British podcast about life with cancer

You, Me and the Big C is a British podcast about life with, treatment of and other topics relating to the disease cancer. The podcast was originally hosted by three former or current cancer patients; Deborah James, Lauren Mahon and Rachael Bland. Since Bland's death from cancer in September 2018, the podcast had also been occasionally co-hosted by her widower Steve Bland. James died from cancer in June 2022, leaving Mahon as the only surviving original host.

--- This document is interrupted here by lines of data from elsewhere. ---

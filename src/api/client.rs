use std::time::Duration;

use serde::Serialize;
use serde::de::DeserializeOwned;
use serde_json::json;
use tracing::{debug, warn};
use ureq::{Agent, RequestBuilder};

use crate::config::ApiSettings;

use super::error::ApiError;
use super::models::{Envelope, PlaylistRecord, UserRecord};

/// CRUD collections exposed by the API. They all share one shape.
#[derive(Debug, Copy, Clone, PartialEq, Eq)]
pub enum Resource {
    Songs,
    Artists,
    Albums,
    Playlists,
    Users,
}

impl Resource {
    pub fn path(self) -> &'static str {
        match self {
            Resource::Songs => "songs",
            Resource::Artists => "artists",
            Resource::Albums => "albums",
            Resource::Playlists => "playlists",
            Resource::Users => "users",
        }
    }
}

#[derive(Debug, Copy, Clone)]
enum Method {
    Get,
    Post,
    Put,
    Delete,
}

/// Blocking HTTP client for the streaming API.
///
/// Calls block the calling thread; the UI only ever calls these from a worker
/// (see `crate::sync`).
#[derive(Clone)]
pub struct ApiClient {
    agent: Agent,
    base_url: String,
    token: Option<String>,
}

impl ApiClient {
    pub fn new(base_url: &str, settings: &ApiSettings) -> Self {
        // Error statuses still carry an envelope, so read the body ourselves.
        let config = Agent::config_builder()
            .timeout_global(Some(Duration::from_secs(settings.timeout_secs.max(1))))
            .http_status_as_error(false)
            .build();

        Self {
            agent: config.into(),
            base_url: base_url.trim_end_matches('/').to_string(),
            token: settings.token.clone().filter(|t| !t.trim().is_empty()),
        }
    }

    pub(crate) fn agent(&self) -> &Agent {
        &self.agent
    }

    fn url(&self, path: &str) -> String {
        format!("{}/{}", self.base_url, path.trim_start_matches('/'))
    }

    pub(crate) fn authorize<B>(&self, req: RequestBuilder<B>) -> RequestBuilder<B> {
        match &self.token {
            Some(t) => req.header("Authorization", format!("Bearer {t}")),
            None => req,
        }
    }

    fn send<T: DeserializeOwned>(
        &self,
        method: Method,
        path: &str,
        body: Option<serde_json::Value>,
    ) -> Result<Option<T>, ApiError> {
        let url = self.url(path);
        debug!(?method, %url, "api request");

        let body = body.unwrap_or(serde_json::Value::Null);
        let response = match method {
            Method::Get => self.authorize(self.agent.get(&url)).call(),
            Method::Delete => self.authorize(self.agent.delete(&url)).call(),
            Method::Post => self.authorize(self.agent.post(&url)).send_json(&body),
            Method::Put => self.authorize(self.agent.put(&url)).send_json(&body),
        };
        let mut response = response?;

        let status = response.status().as_u16();
        let text = response.body_mut().read_to_string()?;
        decode_envelope(status, &text)
    }

    fn send_data<T: DeserializeOwned>(
        &self,
        method: Method,
        path: &str,
        body: Option<serde_json::Value>,
    ) -> Result<T, ApiError> {
        self.send(method, path, body)?.ok_or_else(|| ApiError::Status {
            status: 200,
            message: format!("response to {path} carried no data"),
        })
    }

    pub fn list<T: DeserializeOwned>(&self, resource: Resource) -> Result<Vec<T>, ApiError> {
        Ok(self
            .send::<Vec<T>>(Method::Get, resource.path(), None)?
            .unwrap_or_default())
    }

    pub fn get<T: DeserializeOwned>(&self, resource: Resource, id: &str) -> Result<T, ApiError> {
        self.send_data(Method::Get, &format!("{}/{id}", resource.path()), None)
    }

    pub fn create<B: Serialize, T: DeserializeOwned>(
        &self,
        resource: Resource,
        body: &B,
    ) -> Result<T, ApiError> {
        let body = serde_json::to_value(body)?;
        self.send_data(Method::Post, resource.path(), Some(body))
    }

    pub fn update<B: Serialize, T: DeserializeOwned>(
        &self,
        resource: Resource,
        id: &str,
        body: &B,
    ) -> Result<T, ApiError> {
        let body = serde_json::to_value(body)?;
        self.send_data(Method::Put, &format!("{}/{id}", resource.path()), Some(body))
    }

    pub fn delete(&self, resource: Resource, id: &str) -> Result<(), ApiError> {
        self.send::<serde_json::Value>(Method::Delete, &format!("{}/{id}", resource.path()), None)?;
        Ok(())
    }

    pub fn add_playlist_song(
        &self,
        playlist_id: &str,
        song_id: &str,
    ) -> Result<PlaylistRecord, ApiError> {
        self.send_data(
            Method::Post,
            &format!("playlists/{playlist_id}/songs"),
            Some(json!({ "songId": song_id })),
        )
    }

    pub fn remove_playlist_song(&self, playlist_id: &str, song_id: &str) -> Result<(), ApiError> {
        self.send::<serde_json::Value>(
            Method::Delete,
            &format!("playlists/{playlist_id}/songs/{song_id}"),
            None,
        )?;
        Ok(())
    }

    /// Flip `song_id` in the user's favourites; returns the updated user.
    pub fn toggle_favourite(&self, user_id: &str, song_id: &str) -> Result<UserRecord, ApiError> {
        self.send_data(
            Method::Put,
            &format!("users/{user_id}/favourites"),
            Some(json!({ "songId": song_id })),
        )
    }
}

/// Turn a status code and raw body into the envelope's data or an `ApiError`.
pub(crate) fn decode_envelope<T: DeserializeOwned>(
    status: u16,
    body: &str,
) -> Result<Option<T>, ApiError> {
    let ok_status = (200..300).contains(&status);

    let envelope: Envelope<T> = match serde_json::from_str(body) {
        Ok(e) => e,
        Err(e) if ok_status => return Err(ApiError::Decode(e)),
        Err(_) => {
            // Proxies and gateways answer errors without an envelope.
            let message = body.trim();
            let message = if message.is_empty() {
                format!("HTTP {status}")
            } else {
                message.chars().take(200).collect()
            };
            return Err(status_error(status, message));
        }
    };

    if !ok_status || !envelope.success {
        let message = if envelope.message.is_empty() {
            format!("HTTP {status}")
        } else {
            envelope.message
        };
        warn!(status, %message, "api call failed");
        return Err(status_error(status, message));
    }

    Ok(envelope.data)
}

fn status_error(status: u16, message: String) -> ApiError {
    match status {
        401 => ApiError::Unauthorized { message },
        403 => ApiError::Forbidden { message },
        _ => ApiError::Status { status, message },
    }
}
//! Building `rodio` sinks from in-memory media.

use std::io::Cursor;
use std::sync::Arc;
use std::time::Duration;

use rodio::{Decoder, OutputStream, Sink, Source};

use super::types::AudioError;

pub(super) type MediaBytes = Arc<[u8]>;

pub(super) fn decode(
    bytes: &MediaBytes,
    locator: &str,
) -> Result<Decoder<Cursor<MediaBytes>>, AudioError> {
    Decoder::new(Cursor::new(bytes.clone())).map_err(|source| AudioError::Decode {
        locator: locator.to_string(),
        source,
    })
}

/// Total length of the media, if the container says.
pub(super) fn probe_duration(bytes: &MediaBytes, locator: &str) -> Result<Option<Duration>, AudioError> {
    Ok(decode(bytes, locator)?.total_duration())
}

/// Create a paused `Sink` that starts playback at `start_at`.
pub(super) fn create_sink_at(
    stream: &OutputStream,
    bytes: &MediaBytes,
    locator: &str,
    start_at: Duration,
    volume: f32,
) -> Result<Sink, AudioError> {
    // `skip_duration` is our seeking primitive; even Duration::ZERO is fine.
    let source = decode(bytes, locator)?.skip_duration(start_at);

    let sink = Sink::connect_new(stream.mixer());
    sink.set_volume(volume);
    sink.append(source);
    sink.pause();
    Ok(sink)
}
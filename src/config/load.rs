use std::{env, path::PathBuf};

use super::schema::Settings;

/// Configuration loading helpers.
///
/// `Settings::load` layers an optional config file under environment variables
/// (prefix `ENCORE__`) and falls back to struct defaults.
impl Settings {
    /// Load settings from environment and optional config file.
    pub fn load() -> Result<Self, ::config::ConfigError> {
        let config_path = resolve_config_path();

        let mut builder = ::config::Config::builder();

        if let Some(path) = &config_path {
            builder = builder.add_source(::config::File::from(path.as_path()).required(false));
        }

        builder = builder.add_source(
            ::config::Environment::with_prefix("ENCORE")
                .prefix_separator("__")
                .separator("__")
                .try_parsing(true),
        );

        let cfg = builder.build()?;
        let settings: Settings = cfg.try_deserialize()?;
        Ok(settings)
    }

    /// Perform basic validation checks on loaded settings.
    pub fn validate(&self) -> Result<(), String> {
        if self.audio.crossfade_steps == 0 {
            return Err("audio.crossfade_steps must be >= 1".to_string());
        }
        if self.audio.progress_interval_ms == 0 || self.audio.progress_interval_ms >= 1000 {
            return Err("audio.progress_interval_ms must be between 1 and 999".to_string());
        }
        if !(0.0..=1.0).contains(&self.playback.volume) {
            return Err("playback.volume must be within 0.0..=1.0".to_string());
        }
        if !(self.controls.volume_step > 0.0 && self.controls.volume_step <= 1.0) {
            return Err("controls.volume_step must be within (0.0, 1.0]".to_string());
        }
        if let Some(url) = &self.api.base_url {
            if !(url.starts_with("http://") || url.starts_with("https://")) {
                return Err(format!("api.base_url must be an http(s) URL, got {url:?}"));
            }
        }
        Ok(())
    }
}

/// Resolve the config path from `ENCORE_CONFIG_PATH` or XDG defaults.
pub fn resolve_config_path() -> Option<PathBuf> {
    if let Some(p) = env::var_os("ENCORE_CONFIG_PATH") {
        return Some(PathBuf::from(p));
    }
    default_config_path()
}

/// Compute the default config path under `$XDG_CONFIG_HOME/encore/config.toml`
/// or `~/.config/encore/config.toml` when `XDG_CONFIG_HOME` is not set.
pub fn default_config_path() -> Option<PathBuf> {
    let config_home = if let Some(xdg) = env::var_os("XDG_CONFIG_HOME") {
        Some(PathBuf::from(xdg))
    } else {
        env::var_os("HOME").map(|home| PathBuf::from(home).join(".config"))
    };

    config_home.map(|d| d.join("encore").join("config.toml"))
}

/// Directory for runtime state (persisted playback settings, log file):
/// `$XDG_STATE_HOME/encore` or `~/.local/state/encore`.
pub fn default_state_dir() -> Option<PathBuf> {
    let state_home = if let Some(xdg) = env::var_os("XDG_STATE_HOME") {
        Some(PathBuf::from(xdg))
    } else {
        env::var_os("HOME").map(|home| PathBuf::from(home).join(".local").join("state"))
    };

    state_home.map(|d| d.join("encore"))
}
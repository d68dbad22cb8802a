use std::time::Duration;

/// One playable song, as loaded into views and queues.
///
/// Tracks are immutable once built and are shared by value: the same id may sit
/// in the "all songs" view, the favourites view and the active queue at once.
#[derive(Debug, Clone, PartialEq)]
pub struct Track {
    pub id: String,
    pub name: String,
    pub artists: Vec<String>,
    pub album: Option<String>,
    /// URL or filesystem path of the audio bytes.
    pub media_url: String,
    pub artwork_url: String,
    /// Known duration, if the source supplied one. Otherwise filled in from the
    /// decoded media once it loads.
    pub duration: Option<Duration>,
    pub display: String,
}

impl Track {
    /// Artist names joined for a single status line, skipping blanks.
    pub fn artist_line(&self) -> String {
        self.artists
            .iter()
            .map(|a| a.trim())
            .filter(|a| !a.is_empty())
            .collect::<Vec<_>>()
            .join(", ")
    }
}

/// Playlist entry as listed by `GET /playlists`.
#[derive(Debug, Clone, PartialEq)]
pub struct PlaylistSummary {
    pub id: String,
    pub name: String,
    pub song_count: usize,
}

#[derive(Debug, Clone, PartialEq)]
pub struct PlaylistItem {
    pub track: Track,
    pub added_at: Option<String>,
}

/// A playlist with its denormalized song list.
#[derive(Debug, Clone, PartialEq)]
pub struct Playlist {
    pub id: String,
    pub name: String,
    pub items: Vec<PlaylistItem>,
}

impl Playlist {
    pub fn tracks(&self) -> Vec<Track> {
        self.items.iter().map(|i| i.track.clone()).collect()
    }
}
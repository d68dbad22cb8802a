//! Commands understood by the audio thread and the errors it can hit.

use std::io;
use std::time::Duration;

use thiserror::Error;

#[derive(Debug)]
pub enum AudioCmd {
    /// Fetch and decode new media, replacing the current sink. Keeps the
    /// paused/playing state of whatever was there before.
    Load(String),
    Play,
    Pause,
    /// Jump to an absolute position in the loaded media.
    Seek(Duration),
    SetVolume(f32),
    /// Drop the loaded media.
    Stop,
    /// Quit the audio thread, optionally fading out over `fade_out_ms` milliseconds.
    Quit { fade_out_ms: u64 },
}

#[derive(Debug, Error)]
pub enum AudioError {
    #[error("no audio output device: {0}")]
    NoDevice(String),

    #[error("cannot read {locator}: {source}")]
    Read {
        locator: String,
        #[source]
        source: io::Error,
    },

    #[error("cannot fetch {locator}: {source}")]
    Fetch {
        locator: String,
        #[source]
        source: ureq::Error,
    },

    #[error("cannot decode {locator}: {source}")]
    Decode {
        locator: String,
        #[source]
        source: rodio::decoder::DecoderError,
    },
}
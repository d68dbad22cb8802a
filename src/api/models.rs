//! Wire records for the streaming API, and their conversion into `Track`s.

use std::time::Duration;

use serde::{Deserialize, Serialize};

use crate::config::TrackDisplayField;
use crate::library::{Playlist, PlaylistItem, PlaylistSummary, Track, display_from_fields};

/// `{ success, message, data, timestamp }` wrapper around every response body.
#[derive(Debug, Deserialize)]
pub struct Envelope<T> {
    pub success: bool,
    #[serde(default)]
    pub message: String,
    #[serde(default = "Option::default")]
    pub data: Option<T>,
    #[serde(default)]
    pub timestamp: Option<String>,
}

fn yes() -> bool {
    true
}

#[derive(Debug, Clone, PartialEq, Serialize, Deserialize)]
#[serde(rename_all = "camelCase")]
pub struct SongRecord {
    #[serde(alias = "_id")]
    pub id: String,
    pub name: String,
    #[serde(default)]
    pub artist: Vec<String>,
    #[serde(default, skip_serializing_if = "Option::is_none")]
    pub album: Option<String>,
    #[serde(rename = "imageURL", default)]
    pub image_url: String,
    #[serde(rename = "songURL")]
    pub song_url: String,
    #[serde(default)]
    pub language: Option<String>,
    #[serde(default)]
    pub category: Vec<String>,
    #[serde(default = "yes")]
    pub is_public: bool,
    #[serde(default)]
    pub play_count: u64,
    /// Seconds.
    #[serde(default, skip_serializing_if = "Option::is_none")]
    pub duration: Option<f64>,
}

impl SongRecord {
    pub fn into_track(self, fields: &[TrackDisplayField], sep: &str) -> Track {
        let display = display_from_fields(
            &self.song_url,
            &self.name,
            &self.artist,
            self.album.as_deref(),
            fields,
            sep,
        );
        let duration = self
            .duration
            .filter(|d| d.is_finite() && *d > 0.0)
            .map(Duration::from_secs_f64);

        Track {
            id: self.id,
            name: self.name,
            artists: self.artist,
            album: self.album,
            media_url: self.song_url,
            artwork_url: self.image_url,
            duration,
            display,
        }
    }
}

#[derive(Debug, Clone, PartialEq, Serialize, Deserialize)]
#[serde(rename_all = "camelCase")]
pub struct ArtistRecord {
    #[serde(alias = "_id")]
    pub id: String,
    pub name: String,
    #[serde(rename = "imageURL", default)]
    pub image_url: String,
    #[serde(default)]
    pub bio: Option<String>,
}

#[derive(Debug, Clone, PartialEq, Serialize, Deserialize)]
#[serde(rename_all = "camelCase")]
pub struct AlbumRecord {
    #[serde(alias = "_id")]
    pub id: String,
    pub name: String,
    #[serde(default)]
    pub artist: Vec<String>,
    #[serde(rename = "imageURL", default)]
    pub image_url: String,
    #[serde(default)]
    pub songs: Vec<String>,
}

/// One song inside `GET /playlists/:id`.
#[derive(Debug, Clone, PartialEq, Deserialize)]
#[serde(rename_all = "camelCase")]
pub struct PlaylistEntry {
    pub song: SongRecord,
    #[serde(default)]
    pub added_at: Option<String>,
}

#[derive(Debug, Clone, PartialEq, Deserialize)]
#[serde(rename_all = "camelCase")]
pub struct PlaylistRecord {
    #[serde(alias = "_id")]
    pub id: String,
    pub name: String,
    #[serde(default)]
    pub description: Option<String>,
    #[serde(rename = "imageURL", default)]
    pub image_url: String,
    #[serde(default = "yes")]
    pub is_public: bool,
    #[serde(default)]
    pub songs: Vec<PlaylistEntry>,
}

impl PlaylistRecord {
    pub fn summary(&self) -> PlaylistSummary {
        PlaylistSummary {
            id: self.id.clone(),
            name: self.name.clone(),
            song_count: self.songs.len(),
        }
    }

    pub fn into_playlist(self, fields: &[TrackDisplayField], sep: &str) -> Playlist {
        Playlist {
            id: self.id,
            name: self.name,
            items: self
                .songs
                .into_iter()
                .map(|e| PlaylistItem {
                    track: e.song.into_track(fields, sep),
                    added_at: e.added_at,
                })
                .collect(),
        }
    }
}

#[derive(Debug, Copy, Clone, Default, PartialEq, Eq, Serialize, Deserialize)]
#[serde(rename_all = "lowercase")]
pub enum Role {
    #[default]
    Member,
    Admin,
}

#[derive(Debug, Clone, PartialEq, Deserialize)]
#[serde(rename_all = "camelCase")]
pub struct UserRecord {
    #[serde(alias = "_id")]
    pub id: String,
    pub name: String,
    #[serde(default)]
    pub email: Option<String>,
    #[serde(default)]
    pub role: Role,
    #[serde(default)]
    pub favourites: Vec<String>,
    #[serde(rename = "imageURL", default)]
    pub image_url: String,
}

impl UserRecord {
    pub fn is_admin(&self) -> bool {
        self.role == Role::Admin
    }
}
use crate::config;

/// Settings for this run. Logging is not up yet, so problems go to stderr
/// before the terminal is taken over.
pub fn load_settings() -> config::Settings {
    match config::Settings::load() {
        Ok(s) => {
            if let Err(msg) = s.validate() {
                eprintln!("encore: invalid config, using defaults: {msg}");
                config::Settings::default()
            } else {
                s
            }
        }
        Err(e) => {
            // Config is optional; failures should not prevent the app from starting.
            eprintln!("encore: failed to load config, using defaults: {e}");
            config::Settings::default()
        }
    }
}
use super::*;
use std::sync::mpsc;
use std::time::Duration;

fn meta() -> TrackMeta {
    TrackMeta {
        id: "64f1c0ffee".to_string(),
        title: "Test Title".to_string(),
        artists: vec!["Test Artist".to_string(), "Guest".to_string()],
        album: Some("Test Album".to_string()),
        art_url: "https://cdn.example/art.jpg".to_string(),
        url: "https://cdn.example/song.mp3".to_string(),
        length: Some(Duration::from_micros(1_234_567)),
    }
}

fn iface(snapshot: Snapshot) -> (PlayerIface, mpsc::Receiver<ControlCmd>) {
    let (tx, rx) = mpsc::channel();
    let iface = PlayerIface {
        tx,
        state: Arc::new(Mutex::new(snapshot)),
    };
    (iface, rx)
}

#[test]
fn loop_status_round_trips_every_mode() {
    for mode in [RepeatMode::None, RepeatMode::All, RepeatMode::One] {
        assert_eq!(parse_loop_status(loop_status(mode)), Some(mode));
    }
    assert_eq!(loop_status(RepeatMode::All), "Playlist");
    assert_eq!(parse_loop_status("Forever"), None);
}

#[test]
fn track_paths_are_valid_object_paths() {
    let path = track_object_path("a-b/c d");
    assert_eq!(path, "/org/encore/track/ta_b_c_d");
    assert!(ObjectPath::try_from(path.as_str()).is_ok());
    assert!(ObjectPath::try_from(track_object_path("").as_str()).is_ok());
}

#[test]
fn metadata_includes_expected_keys_when_present() {
    let mut map = metadata_map(Some(&meta()));
    for k in [
        "mpris:trackid",
        "xesam:title",
        "xesam:artist",
        "xesam:album",
        "mpris:artUrl",
        "xesam:url",
        "mpris:length",
    ] {
        assert!(map.contains_key(k), "missing key: {k}");
    }
    let length = i64::try_from(map.remove("mpris:length").unwrap()).unwrap();
    assert_eq!(length, 1_234_567);
}

#[test]
fn metadata_omits_unknown_fields() {
    let mut t = meta();
    t.album = None;
    t.art_url.clear();
    t.length = None;
    let map = metadata_map(Some(&t));
    assert!(!map.contains_key("xesam:album"));
    assert!(!map.contains_key("mpris:artUrl"));
    assert!(!map.contains_key("mpris:length"));
    assert!(metadata_map(None).is_empty());
}

#[test]
fn handle_update_replaces_snapshot() {
    let state = Arc::new(Mutex::new(Snapshot::default()));
    let handle = MprisHandle {
        state: state.clone(),
    };
    handle.update(Snapshot {
        status: PlaybackStatus::Playing,
        track: Some(meta()),
        position: Duration::from_secs(3),
        volume: 0.4,
        shuffle: true,
        repeat: RepeatMode::One,
    });

    let s = state.lock().unwrap();
    assert_eq!(s.status, PlaybackStatus::Playing);
    assert_eq!(s.track.as_ref().map(|t| t.title.as_str()), Some("Test Title"));
    assert!(s.shuffle);
}

#[test]
fn player_properties_read_the_snapshot() {
    let (iface, _rx) = iface(Snapshot {
        status: PlaybackStatus::Paused,
        track: Some(meta()),
        position: Duration::from_millis(1500),
        volume: 0.5,
        shuffle: true,
        repeat: RepeatMode::All,
    });
    assert_eq!(iface.playback_status(), "Paused");
    assert_eq!(iface.loop_status(), "Playlist");
    assert_eq!(iface.position(), 1_500_000);
    assert!((iface.volume() - 0.5).abs() < f64::EPSILON);
    assert!(iface.shuffle());
    assert!(iface.can_seek());
}

#[test]
fn property_writes_become_commands() {
    let (mut iface, rx) = iface(Snapshot::default());
    iface.set_volume(1.7);
    iface.set_shuffle(true);
    iface.set_loop_status("Track".to_string());
    iface.set_loop_status("bogus".to_string());

    let cmds: Vec<_> = rx.try_iter().collect();
    assert_eq!(
        cmds,
        vec![
            ControlCmd::SetVolume(1.0),
            ControlCmd::SetShuffle(true),
            ControlCmd::SetRepeat(RepeatMode::One),
        ]
    );
}

#[test]
fn set_position_ignores_other_tracks() {
    let (iface, rx) = iface(Snapshot {
        track: Some(meta()),
        ..Snapshot::default()
    });
    let current = track_object_path("64f1c0ffee");
    let other = track_object_path("other");

    iface.set_position(ObjectPath::try_from(other.as_str()).unwrap(), 5_000_000);
    iface.set_position(ObjectPath::try_from(current.as_str()).unwrap(), 5_000_000);

    let cmds: Vec<_> = rx.try_iter().collect();
    assert_eq!(cmds, vec![ControlCmd::SetPosition(Duration::from_secs(5))]);
}
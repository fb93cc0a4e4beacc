//! Static endpoint records for the documentation catalog. Data only; record
//! order here is the order the site presents.

use crate::models::{Category, Endpoint, Method, ParamKind, Parameter};

fn query(name: &str) -> Parameter {
    Parameter {
        name: name.to_string(),
        kind: ParamKind::String,
        required: true,
        description: format!("Query parameter {}", name),
    }
}

fn body(name: &str, kind: ParamKind) -> Parameter {
    Parameter {
        name: name.to_string(),
        kind,
        required: true,
        description: format!("Body parameter {}", name),
    }
}

fn form_file(name: &str) -> Parameter {
    Parameter {
        name: name.to_string(),
        kind: ParamKind::File,
        required: true,
        description: format!("Form data parameter {}", name),
    }
}
use std::sync::Mutex;
use std::sync::atomic::{AtomicU64, Ordering};
use std::time::Duration;

use serde::Serialize;
use serde_json::{Value, json};

use crate::models::Endpoint;

/// Artificial pacing delay before a simulated call settles. UX pacing only,
/// not a timeout.
pub const SIMULATED_LATENCY: Duration = Duration::from_millis(800);

/// Body of a settled simulated call: the canned response parsed as JSON, or
/// the raw string when it is not a JSON document.
#[derive(Debug, Clone, PartialEq, Serialize)]
#[serde(untagged)]
pub enum ResponseBody {
    Json(Value),
    Raw(String),
}

#[derive(Debug, Clone, PartialEq, Serialize)]
pub struct TestResult {
    pub status: u16,
    pub body: ResponseBody,
    #[serde(skip_serializing_if = "Option::is_none")]
    pub error: Option<String>,
}

impl TestResult {
    fn settled(body: ResponseBody) -> Self {
        Self { status: 200, body, error: None }
    }

    fn failure(message: String) -> Self {
        Self {
            status: 500,
            body: ResponseBody::Json(json!({})),
            error: Some(message),
        }
    }
}

/// Emulates calling an endpoint from the data already on its description.
/// Never performs network I/O. Each invocation settles exactly once; when
/// invocations overlap, the slot keeps the result of the latest invocation.
pub struct TestRunner {
    latency: Duration,
    tickets: AtomicU64,
    slot: Mutex<Option<(u64, TestResult)>>,
}

impl TestRunner {
    pub fn new() -> Self {
        Self::with_latency(SIMULATED_LATENCY)
    }

    pub fn with_latency(latency: Duration) -> Self {
        Self {
            latency,
            tickets: AtomicU64::new(0),
            slot: Mutex::new(None),
        }
    }

    pub async fn run(&self, endpoint: &Endpoint) -> TestResult {
        let ticket = self.tickets.fetch_add(1, Ordering::SeqCst) + 1;
        tokio::time::sleep(self.latency).await;

        let sample = endpoint.sample_response.clone();
        // Decode on its own task so a failure there surfaces as a 500 result
        // instead of unwinding into the caller.
        let result = match tokio::spawn(async move { decode(&sample) }).await {
            Ok(body) => TestResult::settled(body),
            Err(err) => TestResult::failure(format!("simulated call failed: {}", err)),
        };

        self.settle(ticket, result.clone());
        result
    }

    /// The most recently settled result, if any invocation has settled yet.
    pub fn latest(&self) -> Option<TestResult> {
        self.slot
            .lock()
            .expect("result slot lock")
            .as_ref()
            .map(|(_, result)| result.clone())
    }

    // Last invocation wins: an older invocation never overwrites the result
    // of a newer one, regardless of settle order.
    fn settle(&self, ticket: u64, result: TestResult) {
        let mut slot = self.slot.lock().expect("result slot lock");
        match &*slot {
            Some((latest, _)) if *latest > ticket => {}
            _ => *slot = Some((ticket, result)),
        }
    }
}

impl Default for TestRunner {
    fn default() -> Self {
        Self::new()
    }
}

fn decode(sample: &str) -> ResponseBody {
    match serde_json::from_str::<Value>(sample) {
        Ok(value) => ResponseBody::Json(value),
        Err(_) => ResponseBody::Raw(sample.to_string()),
    }
}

In January 2023, it was announced that Bland and Mahon would be leaving the podcast. In September of the same year, the first Legacy Podcast was made available. Each episode is hosted by different people and covers various aspects of cancer.

== Contents ==
The podcast is designed to have a light-hearted feel to it. Former presenter Rachael Bland stated in an interview with The Guardian newspaper: "We wanted to create a space where you feel like you're sitting down with girls like you, having a cup of tea, talking about it like it's EastEnders."

== Reception ==
The podcast reached number one in the UK podcast charts on 4 September 2018, after Bland announced that she only had days to live.

In September 2018, it won Best Podcast at the Northern Blog Awards.

In October 2018, the podcast was awarded Best New Show at the Audio and Radio Industry Awards.

In March 2019, the podcast won Podcast of the Year at the TRIC (Television and Radio Industries Club) awards.

In 2022, it won Podcast Champion at the British Podcast Awards.